Holiday Music: The Christmas Quandary

By E.C. McCarthy

Why are the pop singers suicidal, daddy?”

Admittedly, my eight-year-old self wasn’t quite that articulate, but I still remember the first time I heard David Bowie sing “Little Drummer Boy” with Bing Crosby on the radio. Someone had obviously corralled my precious Ziggy Stardust into a studio, put a gun to his head, and forced him to sing “pah-rum-puh-pum-pum.”

It was unnatural, as is virtually every Christmas song put out by rock bands. Perhaps if I smoked whatever Sir Paul was smoking when he recorded “Wonderful Christmastime” then I’d enjoy it the way he clearly did. (I envision him skipping about the living room with headphones on like Santa’s Nimble Elf-Beatle. Not a bit rock’n’roll.)

The holiday does need music, however, and finding the right soundtrack for winter has been something of a forever-mission, an earnest search for the songs that won’t make my eyes roll into the back of my head. There are so few of them out there that I experience an alarming slippage in standards as the weeks progress toward C-Day. I’m especially vulnerable in the nostalgia department – George Michael’s “Last Christmas” often escapes my radar and I find myself tapping a toe, swaying my head and woefully joining in, “…and the very next day, you gave it away…” then realise my error, scream “NO, GOD, NO!” and pummel my iPod with the nearest blunt instrument.
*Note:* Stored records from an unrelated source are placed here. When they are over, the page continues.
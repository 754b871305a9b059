//! URI references: a URI or a relative reference.
//!
//! Only [`parse_reference`](crate::parse_reference) produces these;
//! [`parse`](crate::parse) always requires a scheme. Resolving a relative
//! reference against a base URI is left to the caller.

use std::fmt;
use std::str::FromStr;

use crate::authority::Authority;
use crate::config::ParserConfig;
use crate::error::ParseError;
use crate::fragment::Fragment;
use crate::parser::Tail;
use crate::path::Path;
use crate::query::Query;
use crate::uri::Uri;

/// A relative reference: a URI without a scheme.
///
/// # Examples
///
/// ```
/// use rfc3986_uri::{parse_reference, UriRef};
///
/// let UriRef::Relative(rel) = parse_reference("//example.com/a?b").unwrap() else {
///     panic!("expected a relative reference");
/// };
/// assert_eq!(rel.authority().unwrap().host(), "example.com");
/// assert_eq!(rel.path(), "/a");
/// assert_eq!(rel.query().unwrap(), "b");
/// ```
#[derive(Debug, Clone, PartialEq, Eq, Hash)]
pub struct RelativeRef {
    authority: Option<Authority>,
    path: Path,
    query: Option<Query>,
    fragment: Option<Fragment>,
}

impl RelativeRef {
    pub(crate) fn from_tail(tail: Tail) -> Self {
        Self {
            authority: tail.authority,
            path: tail.path,
            query: tail.query,
            fragment: tail.fragment,
        }
    }

    /// Returns the authority, if the reference starts with `//`.
    #[must_use]
    pub const fn authority(&self) -> Option<&Authority> {
        self.authority.as_ref()
    }

    /// Returns the path, possibly empty.
    #[must_use]
    pub const fn path(&self) -> &Path {
        &self.path
    }

    /// Returns the query (without `?`), if present.
    #[must_use]
    pub const fn query(&self) -> Option<&Query> {
        self.query.as_ref()
    }

    /// Returns the fragment (without `#`), if present.
    #[must_use]
    pub const fn fragment(&self) -> Option<&Fragment> {
        self.fragment.as_ref()
    }
}

impl fmt::Display for RelativeRef {
    fn fmt(&self, f: &mut fmt::Formatter<'_>) -> fmt::Result {
        if let Some(authority) = &self.authority {
            write!(f, "//{authority}")?;
        }
        f.write_str(&self.path)?;
        if let Some(query) = &self.query {
            write!(f, "?{query}")?;
        }
        if let Some(fragment) = &self.fragment {
            write!(f, "#{fragment}")?;
        }
        Ok(())
    }
}

/// Either an absolute URI or a relative reference.
#[derive(Debug, Clone, PartialEq, Eq, Hash)]
pub enum UriRef {
    /// The input started with `scheme ":"`
    Uri(Uri),
    /// The input had no scheme
    Relative(RelativeRef),
}

impl UriRef {
    /// Parses a URI reference from a string.
    ///
    /// # Errors
    ///
    /// Returns `ParseError` describing the first grammar violation.
    pub fn parse(input: &str) -> Result<Self, ParseError> {
        ParserConfig::default().parse_reference(input)
    }

    /// Returns the URI if this reference has a scheme.
    #[must_use]
    pub const fn as_uri(&self) -> Option<&Uri> {
        match self {
            Self::Uri(uri) => Some(uri),
            Self::Relative(_) => None,
        }
    }

    /// Returns true if this is a relative reference.
    #[must_use]
    pub const fn is_relative(&self) -> bool {
        matches!(self, Self::Relative(_))
    }

    /// Returns the authority, if present.
    #[must_use]
    pub const fn authority(&self) -> Option<&Authority> {
        match self {
            Self::Uri(uri) => uri.authority(),
            Self::Relative(rel) => rel.authority(),
        }
    }

    /// Returns the path, possibly empty.
    #[must_use]
    pub const fn path(&self) -> &Path {
        match self {
            Self::Uri(uri) => uri.path(),
            Self::Relative(rel) => rel.path(),
        }
    }

    /// Returns the query, if present.
    #[must_use]
    pub const fn query(&self) -> Option<&Query> {
        match self {
            Self::Uri(uri) => uri.query(),
            Self::Relative(rel) => rel.query(),
        }
    }

    /// Returns the fragment, if present.
    #[must_use]
    pub const fn fragment(&self) -> Option<&Fragment> {
        match self {
            Self::Uri(uri) => uri.fragment(),
            Self::Relative(rel) => rel.fragment(),
        }
    }
}

impl From<Uri> for UriRef {
    fn from(uri: Uri) -> Self {
        Self::Uri(uri)
    }
}

impl From<RelativeRef> for UriRef {
    fn from(rel: RelativeRef) -> Self {
        Self::Relative(rel)
    }
}

impl fmt::Display for UriRef {
    fn fmt(&self, f: &mut fmt::Formatter<'_>) -> fmt::Result {
        match self {
            Self::Uri(uri) => fmt::Display::fmt(uri, f),
            Self::Relative(rel) => fmt::Display::fmt(rel, f),
        }
    }
}

impl FromStr for UriRef {
    type Err = ParseError;

    fn from_str(s: &str) -> Result<Self, Self::Err> {
        Self::parse(s)
    }
}

impl TryFrom<&str> for UriRef {
    type Error = ParseError;

    fn try_from(s: &str) -> Result<Self, Self::Error> {
        Self::parse(s)
    }
}

#[cfg(feature = "serde")]
impl serde::Serialize for UriRef {
    fn serialize<S>(&self, serializer: S) -> Result<S::Ok, S::Error>
    where
        S: serde::Serializer,
    {
        serializer.collect_str(self)
    }
}

#[cfg(feature = "serde")]
impl<'de> serde::Deserialize<'de> for UriRef {
    fn deserialize<D>(deserializer: D) -> Result<Self, D::Error>
    where
        D: serde::Deserializer<'de>,
    {
        let s = String::deserialize(deserializer)?;
        Self::parse(&s).map_err(serde::de::Error::custom)
    }
}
However, there is happy news in the form of a well-worn “discovery” that will banish the saccharin pop Grinch. In the same way I can listen to Bruce Springsteen wind up Clarence Clemons at the top of “Santa Claus is Comin’ to Town” pretty much any day of the year, the BellRays’ “Poor Old Rudolph” is a stellar rock tune that transcends the holiday. It’s cheeky, it’s wistful, and it’s a cautionary tale to male reindeer everywhere. I have it in permanent rotation. Mind you, the song is nigh impossible to find for downloading, so you’ve got to dig deep into the bins and locate the 2002 CD release A Vital Gesture Christmas, Vol. 1. That one track is worth the cost of the album, guaranteed.
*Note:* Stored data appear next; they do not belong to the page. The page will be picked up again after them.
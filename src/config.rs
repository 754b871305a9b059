//! Parser configuration.

use crate::error::ParseError;
use crate::parser;
use crate::reference::UriRef;
use crate::uri::Uri;

/// Configuration for [`parse`](crate::parse) and [`parse_reference`](crate::parse_reference).
///
/// The default configuration accepts input of any length; the grammar itself
/// is never relaxed.
///
/// # Examples
///
/// ```
/// use rfc3986_uri::{ParserConfig, ParseErrorKind, DEFAULT_MAX_LENGTH};
///
/// // "http://a.example/" is 17 bytes
/// let config = ParserConfig::new().with_max_length(17);
/// assert!(config.parse("http://a.example/").is_ok());
///
/// let err = config.parse("http://a.example/long/path").unwrap_err();
/// assert!(matches!(err.kind, ParseErrorKind::TooLong { max: 17, .. }));
///
/// let config = ParserConfig::new().with_max_length(DEFAULT_MAX_LENGTH);
/// assert_eq!(config.max_length, Some(8000));
/// ```
#[derive(Debug, Clone, Copy, PartialEq, Eq, Default)]
#[cfg_attr(feature = "serde", derive(serde::Serialize, serde::Deserialize))]
#[cfg_attr(feature = "serde", serde(default))]
pub struct ParserConfig {
    /// Maximum accepted input length in bytes.
    ///
    /// Longer input fails with `TooLong` before any scanning.
    /// Default: None
    pub max_length: Option<usize>,
}

impl ParserConfig {
    /// Creates a new configuration with defaults.
    #[must_use]
    pub const fn new() -> Self {
        Self { max_length: None }
    }

    /// Sets the maximum input length.
    #[must_use]
    pub const fn with_max_length(mut self, max: usize) -> Self {
        self.max_length = Some(max);
        self
    }

    /// Removes the input length limit.
    #[must_use]
    pub const fn without_max_length(mut self) -> Self {
        self.max_length = None;
        self
    }

    /// Parses an absolute URI (scheme required) with this configuration.
    ///
    /// # Errors
    ///
    /// Returns the first grammar violation found scanning left to right, or
    /// `TooLong` if the input exceeds [`max_length`](Self::max_length).
    pub fn parse(&self, input: &str) -> Result<Uri, ParseError> {
        parser::parse_uri(input, self)
    }

    /// Parses a URI or a relative reference with this configuration.
    ///
    /// # Errors
    ///
    /// Returns the first grammar violation found scanning left to right, or
    /// `TooLong` if the input exceeds [`max_length`](Self::max_length).
    pub fn parse_reference(&self, input: &str) -> Result<UriRef, ParseError> {
        parser::parse_reference(input, self)
    }
}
It was “Poor Old Rudolph” on a colleague’s Christmas comp that led me to check out the BellRays’ 2005 holiday rock EP, A BellRays Christmas. Joy to the world, these guys know how to sing about fir trees. “All I Want to do is Shag for Christmas” turns December 25th into a right sexy holiday, and “Santa’s Got a Big Old Bag” is all funk and groove that’ll get you moving before your first sip of eggnog. “Christmas Train” and “Mary Christmas” are pure rock jams, and “Rocket Ship Santa” successfully rebrands the Claus as an edgy dude – a true Christmas miracle.

The BellRays aren’t afraid to shimmy and shake their way through the yuletide sentimentality, effectively showing that there’s no need for rock’n’roll to hibernate or prostitute during the holiday season. And for that, we can all be thankful.

E.C. McCarthy is a novelist and screenwriter. She lives in Los Angeles.